Caitlin Clark is three for sixteen from three-point range through two games, and Indiana has already won once. The paper's Thursday piece on Clark's 3-of-16 start and the Fever's first win made the essential distinction: the box score is not the whole business story. Friday's question is whether the audience keeps showing up while the shot does not. [1]
Indiana's own recap gave the usable basketball facts. Clark scored 24 points with nine assists in the 87-78 win over Los Angeles, while Kelsey Mitchell scored 23 and the Fever shot well enough overall to survive Clark's 1-of-7 night from deep. [1] CBS treated the result as a Clark-Mitchell win, not as a shooting autopsy. [2] Yahoo's stat file recorded the same early-season awkwardness: the famous shot is cold, the famous player is still producing, and the team around her is no longer merely scenery. [3]
That is why this belongs on the sports page as economics rather than gossip. Clark's superpower for the WNBA has never been only efficiency. It has been appointment viewing. A made thirty-footer is the cleanest version of that product, but television businesses survive on anticipation as much as conversion. If viewers tune in to see whether the shot returns, the slump itself becomes inventory.
The league built an ecosystem around precisely that habit. National windows, arena sellouts, road crowds and social clips all depend on Clark being watched before she is judged. A player can shoot 18.75 percent from three for a week and still carry the business if the next possession feels nationally relevant. That is not an argument that misses do not matter. It is an argument that this particular player's misses are monetized differently from everyone else's.
X collapses that distinction because X prefers verdicts. One side treats every miss as proof the marketing machine outran the player. The other treats every assist, draw and defensive possession as proof the criticism is bad faith. Neither frame is patient enough for the question leagues and networks must answer: how much of Clark demand is attached to winning basketball, how much to celebrity, and how much to the ongoing serial drama of recovery from last year's injury-interrupted season?
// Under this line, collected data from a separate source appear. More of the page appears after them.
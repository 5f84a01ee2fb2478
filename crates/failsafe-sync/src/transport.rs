//! Transports that move one source path to durable storage.
//!
//! ```text
//!   source path ──► SyncTransport::push ──► <destination>/<basename>
//!                        │
//!          ┌─────────────┴──────────────┐
//!   DirectoryTransport            CommandTransport
//!   (file://, mounted dirs)       (gsutil / aws / rclone)
//! ```

use std::path::{Path, PathBuf};
use std::process::Stdio;
use std::sync::Arc;

use async_trait::async_trait;
use tracing::{debug, info};
use walkdir::WalkDir;

use crate::error::SyncError;
use crate::exclude::ExcludeRules;
use crate::storage::StorageUri;

/// What a push moved.
#[derive(Debug, Clone, Copy, Default, PartialEq, Eq)]
pub struct SyncStats {
    pub paths_pushed: u32,
    /// Files copied; zero when an external tool did the work.
    pub files_copied: u64,
    pub bytes_copied: u64,
    pub files_skipped: u64,
}

impl SyncStats {
    pub fn absorb(&mut self, other: SyncStats) {
        self.paths_pushed += other.paths_pushed;
        self.files_copied += other.files_copied;
        self.bytes_copied += other.bytes_copied;
        self.files_skipped += other.files_skipped;
    }
}

#[async_trait]
pub trait SyncTransport: Send + Sync {
    /// Copy `source` (file or directory) to `destination/<basename>`.
    async fn push(
        &self,
        source: &Path,
        destination: &StorageUri,
        excludes: &ExcludeRules,
    ) -> Result<SyncStats, SyncError>;
}

/// The transport able to reach `destination`.
pub fn transport_for(destination: &StorageUri) -> Arc<dyn SyncTransport> {
    match destination {
        StorageUri::Directory { .. } => Arc::new(DirectoryTransport),
        _ => Arc::new(CommandTransport::default()),
    }
}

fn basename(source: &Path) -> Result<String, SyncError> {
    source
        .file_name()
        .and_then(|n| n.to_str())
        .map(str::to_string)
        .ok_or_else(|| SyncError::Io {
            path: source.to_path_buf(),
            source: std::io::Error::new(std::io::ErrorKind::InvalidInput, "path has no file name"),
        })
}

// ── Directory transport ────────────────────────────────────────

/// Plain filesystem copy into a local or mounted directory.
#[derive(Debug, Clone, Copy, Default)]
pub struct DirectoryTransport;

#[async_trait]
impl SyncTransport for DirectoryTransport {
    async fn push(
        &self,
        source: &Path,
        destination: &StorageUri,
        excludes: &ExcludeRules,
    ) -> Result<SyncStats, SyncError> {
        let StorageUri::Directory { path } = destination else {
            return Err(SyncError::InvalidDestination(destination.to_string()));
        };

        let target = path.join(basename(source)?);
        let source = source.to_path_buf();
        let excludes = excludes.clone();

        let stats = tokio::task::spawn_blocking(move || copy_tree(&source, &target, &excludes))
            .await
            .map_err(|e| SyncError::Io {
                path: path.clone(),
                source: std::io::Error::other(e.to_string()),
            })??;

        debug!(
            destination = %destination,
            files = stats.files_copied,
            skipped = stats.files_skipped,
            "directory push complete"
        );
        Ok(stats)
    }
}

fn copy_tree(source: &Path, target: &Path, excludes: &ExcludeRules) -> Result<SyncStats, SyncError> {
    let io = |path: &Path| {
        let path = path.to_path_buf();
        move |source: std::io::Error| SyncError::Io { path, source }
    };

    let mut stats = SyncStats {
        paths_pushed: 1,
        ..SyncStats::default()
    };

    if source.is_file() {
        let name = PathBuf::from(basename(source)?);
        if excludes.is_excluded(&name, false) {
            stats.files_skipped += 1;
            return Ok(stats);
        }
        if let Some(parent) = target.parent() {
            std::fs::create_dir_all(parent).map_err(io(parent))?;
        }
        stats.bytes_copied += std::fs::copy(source, target).map_err(io(target))?;
        stats.files_copied += 1;
        return Ok(stats);
    }

    let walker = WalkDir::new(source).follow_links(false).into_iter();
    let walker = walker.filter_entry(|entry| {
        let Ok(relative) = entry.path().strip_prefix(source) else {
            return true;
        };
        // Pruned directories are never descended into.
        !(entry.file_type().is_dir() && excludes.is_excluded(relative, true))
    });

    for entry in walker {
        let entry = entry.map_err(|e| SyncError::Io {
            path: e.path().map(Path::to_path_buf).unwrap_or_else(|| source.to_path_buf()),
            source: e
                .into_io_error()
                .unwrap_or_else(|| std::io::Error::other("filesystem loop")),
        })?;
        let relative = entry
            .path()
            .strip_prefix(source)
            .map_err(|e| SyncError::Io {
                path: entry.path().to_path_buf(),
                source: std::io::Error::other(e.to_string()),
            })?;
        let destination = target.join(relative);

        if entry.file_type().is_dir() {
            std::fs::create_dir_all(&destination).map_err(io(&destination))?;
        } else if entry.file_type().is_file() {
            if excludes.is_excluded(relative, false) {
                stats.files_skipped += 1;
                continue;
            }
            stats.bytes_copied += std::fs::copy(entry.path(), &destination).map_err(io(&destination))?;
            stats.files_copied += 1;
        }
    }

    Ok(stats)
}

// ── Command transport ──────────────────────────────────────────

/// Shells out to the cloud CLI matching the destination scheme.
#[derive(Debug, Clone)]
pub struct CommandTransport {
    pub gsutil: String,
    pub aws: String,
    pub rclone: String,
}

impl Default for CommandTransport {
    fn default() -> Self {
        Self {
            gsutil: "gsutil".to_string(),
            aws: "aws".to_string(),
            rclone: "rclone".to_string(),
        }
    }
}

impl CommandTransport {
    /// Program and arguments that copy `source` to `destination/<basename>`.
    pub fn command_for(
        &self,
        source: &Path,
        is_dir: bool,
        destination: &StorageUri,
        excludes: &ExcludeRules,
    ) -> Result<(String, Vec<String>), SyncError> {
        let target = destination.child(&basename(source)?).to_string();
        let source = source.display().to_string();

        let command = match (destination, is_dir) {
            (StorageUri::Gcs { .. }, true) => {
                let mut args = vec!["-m".into(), "rsync".into(), "-r".into()];
                let regex = excludes.path_regex();
                if !regex.is_empty() {
                    args.extend(["-x".to_string(), regex]);
                }
                args.extend([source, target]);
                (self.gsutil.clone(), args)
            }
            (StorageUri::Gcs { .. }, false) => {
                (self.gsutil.clone(), vec!["cp".into(), source, target])
            }
            (StorageUri::S3 { .. }, true) => {
                let mut args = vec!["s3".into(), "sync".into(), source, target];
                for glob in excludes.path_globs() {
                    args.extend(["--exclude".to_string(), glob]);
                }
                (self.aws.clone(), args)
            }
            (StorageUri::S3 { .. }, false) => {
                (self.aws.clone(), vec!["s3".into(), "cp".into(), source, target])
            }
            (StorageUri::Rclone { .. }, true) => {
                let mut args = vec!["copy".into(), source, target];
                for glob in excludes.path_globs() {
                    args.extend(["--exclude".to_string(), glob]);
                }
                (self.rclone.clone(), args)
            }
            (StorageUri::Rclone { .. }, false) => {
                (self.rclone.clone(), vec!["copyto".into(), source, target])
            }
            (StorageUri::Directory { .. }, _) => {
                return Err(SyncError::InvalidDestination(format!(
                    "{destination} needs the directory transport"
                )));
            }
        };
        Ok(command)
    }
}

#[async_trait]
impl SyncTransport for CommandTransport {
    async fn push(
        &self,
        source: &Path,
        destination: &StorageUri,
        excludes: &ExcludeRules,
    ) -> Result<SyncStats, SyncError> {
        let mut stats = SyncStats {
            paths_pushed: 1,
            ..SyncStats::default()
        };

        if source.is_file() && excludes.is_excluded(Path::new(&basename(source)?), false) {
            stats.files_skipped += 1;
            return Ok(stats);
        }

        let (program, args) = self.command_for(source, source.is_dir(), destination, excludes)?;
        info!(%program, source = %source.display(), %destination, "pushing state");

        // Dropping the future (attempt timeout) kills the child.
        let output = tokio::process::Command::new(&program)
            .args(&args)
            .stdin(Stdio::null())
            .stdout(Stdio::null())
            .stderr(Stdio::piped())
            .kill_on_drop(true)
            .output()
            .await
            .map_err(|source| SyncError::Spawn {
                program: program.clone(),
                source,
            })?;

        if !output.status.success() {
            let stderr = String::from_utf8_lossy(&output.stderr);
            let stderr: String = stderr.trim().chars().take(500).collect();
            return Err(SyncError::Command {
                program,
                status: output.status.to_string(),
                stderr,
            });
        }

        Ok(stats)
    }
}

#[cfg(test)]
mod tests {
    use super::*;

    fn rules() -> ExcludeRules {
        ExcludeRules::with_defaults(&[]).unwrap()
    }

    fn write(path: &Path, contents: &str) {
        std::fs::create_dir_all(path.parent().unwrap()).unwrap();
        std::fs::write(path, contents).unwrap();
    }

    #[tokio::test]
    async fn directory_push_skips_runtime_files() {
        let src = tempfile::tempdir().unwrap();
        let dst = tempfile::tempdir().unwrap();
        let state = src.path().join("state");
        write(&state.join("positions.json"), "{}");
        write(&state.join("wallet/ledger.db"), "rows");
        write(&state.join("engine.pid"), "42");
        write(&state.join("logs/today.txt"), "noise");

        let destination = StorageUri::Directory {
            path: dst.path().to_path_buf(),
        };
        let stats = DirectoryTransport
            .push(&state, &destination, &rules())
            .await
            .unwrap();

        assert_eq!(stats.files_copied, 2);
        assert_eq!(stats.files_skipped, 1);
        let out = dst.path().join("state");
        assert!(out.join("positions.json").exists());
        assert!(out.join("wallet/ledger.db").exists());
        assert!(!out.join("engine.pid").exists());
        assert!(!out.join("logs").exists());
    }

    #[tokio::test]
    async fn directory_push_copies_single_file() {
        let src = tempfile::tempdir().unwrap();
        let dst = tempfile::tempdir().unwrap();
        let file = src.path().join("config.json");
        write(&file, "{\"a\":1}");

        let destination = StorageUri::Directory {
            path: dst.path().join("nested"),
        };
        let stats = DirectoryTransport
            .push(&file, &destination, &rules())
            .await
            .unwrap();

        assert_eq!(stats.files_copied, 1);
        let copied = std::fs::read_to_string(dst.path().join("nested/config.json")).unwrap();
        assert_eq!(copied, "{\"a\":1}");
    }

    #[tokio::test]
    async fn directory_transport_rejects_remote_destination() {
        let src = tempfile::tempdir().unwrap();
        let destination = StorageUri::parse("gs://bucket/state").unwrap();
        let err = DirectoryTransport
            .push(src.path(), &destination, &rules())
            .await
            .unwrap_err();
        assert!(matches!(err, SyncError::InvalidDestination(_)));
    }

    #[test]
    fn gcs_directory_uses_rsync_with_exclusions() {
        let destination = StorageUri::parse("gs://bucket/state").unwrap();
        let (program, args) = CommandTransport::default()
            .command_for(Path::new("/srv/trader/data"), true, &destination, &rules())
            .unwrap();

        assert_eq!(program, "gsutil");
        assert_eq!(&args[..3], &["-m", "rsync", "-r"]);
        assert_eq!(args[3], "-x");
        assert_eq!(args[5], "/srv/trader/data");
        assert_eq!(args[6], "gs://bucket/state/data");
    }

    #[test]
    fn s3_and_rclone_pass_globs() {
        let transport = CommandTransport::default();
        let (program, args) = transport
            .command_for(
                Path::new("/srv/data"),
                true,
                &StorageUri::parse("s3://bucket").unwrap(),
                &rules(),
            )
            .unwrap();
        assert_eq!(program, "aws");
        assert_eq!(args[3], "s3://bucket/data");
        assert!(args.windows(2).any(|w| w[0] == "--exclude" && w[1] == "*.pid"));

        let (program, args) = transport
            .command_for(
                Path::new("/srv/settings.json"),
                false,
                &StorageUri::parse("drive:backup").unwrap(),
                &rules(),
            )
            .unwrap();
        assert_eq!(program, "rclone");
        assert_eq!(args, vec!["copyto", "/srv/settings.json", "drive:backup/settings.json"]);
    }

    #[tokio::test]
    async fn failing_command_reports_stderr() {
        let src = tempfile::tempdir().unwrap();
        let transport = CommandTransport {
            gsutil: "false".to_string(),
            ..CommandTransport::default()
        };
        let destination = StorageUri::parse("gs://bucket/state").unwrap();
        let err = transport
            .push(src.path(), &destination, &rules())
            .await
            .unwrap_err();
        assert!(matches!(err, SyncError::Command { .. }));
    }

    #[tokio::test]
    async fn missing_program_is_a_spawn_error() {
        let src = tempfile::tempdir().unwrap();
        let transport = CommandTransport {
            rclone: "/nonexistent/rclone".to_string(),
            ..CommandTransport::default()
        };
        let destination = StorageUri::parse("remote:state").unwrap();
        let err = transport
            .push(src.path(), &destination, &rules())
            .await
            .unwrap_err();
        assert!(matches!(err, SyncError::Spawn { .. }));
    }
}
The next data point is not merely her percentage after the Washington game. It is whether the crowd and the broadcast audience behave as if 3-of-16 is a crisis or a cliffhanger. The Fever can solve the basketball problem with better spacing, healthier legs and Mitchell's scoring. The league cannot solve a demand problem if the audience was only there for made shots. So far, the more interesting hypothesis is that it was there for the attempt.